(DATA LISTING)

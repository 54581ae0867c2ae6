use super::{BudgetReason, SolveError, Solver};
use crate::algorithm::{focal_search, AvoidanceTables};
use crate::common::{
    count_colliding_pairs, find_earliest_conflict, is_collide, sum_of_costs, Agent, Conflict, Path,
    PathSet, PriorityGraph, SearchNode, SearchTree, Solution,
};
use crate::config::Config;
use crate::map::{Heuristic, Map};
use crate::stat::Stats;

use rand::rngs::StdRng;
use rand::seq::SliceRandom;
use rand::SeedableRng;
use std::collections::{BinaryHeap, VecDeque};
use std::rc::Rc;
use std::time::Instant;
use tracing::{debug, error, info, trace};

/// One node on the branch from the root to the solution node.
#[derive(Debug, Clone, PartialEq, Eq)]
pub struct BranchStep {
    pub time_generated: usize,
    pub time_expanded: Option<usize>,
    pub cost: usize,
    /// The conflict the node was branched on, `None` for the solution node.
    pub conflict: Option<Conflict>,
    priorities: PriorityGraph,
}

impl BranchStep {
    pub fn max_meta_agent_size(&self) -> usize {
        self.priorities.max_meta_agent_size()
    }
}

/// Priority-Based Search.
///
/// Each search node fixes a partial order over the agents. A node is expanded by picking one
/// colliding pair and branching on which of the two agents yields, after which the yielding
/// agent and every agent below it whose path became invalid are replanned.
pub struct PBS {
    agents: Vec<Agent>,
    map: Map,
    heuristics: Vec<Heuristic>,
    stats: Stats,
    branch_trace: Vec<BranchStep>,
}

(End DATA LISTING)

INSTRUCTIONS TO FOLLOW
The answer is the run of lines that starts at the one containing "invalid are replanned." and ends at the last line of the material, reproduced exactly.

RESPONSE AREA
/// agent and every agent below it whose path became invalid are replanned.
pub struct PBS {
    agents: Vec<Agent>,
    map: Map,
    heuristics: Vec<Heuristic>,
    stats: Stats,
    branch_trace: Vec<BranchStep>,
}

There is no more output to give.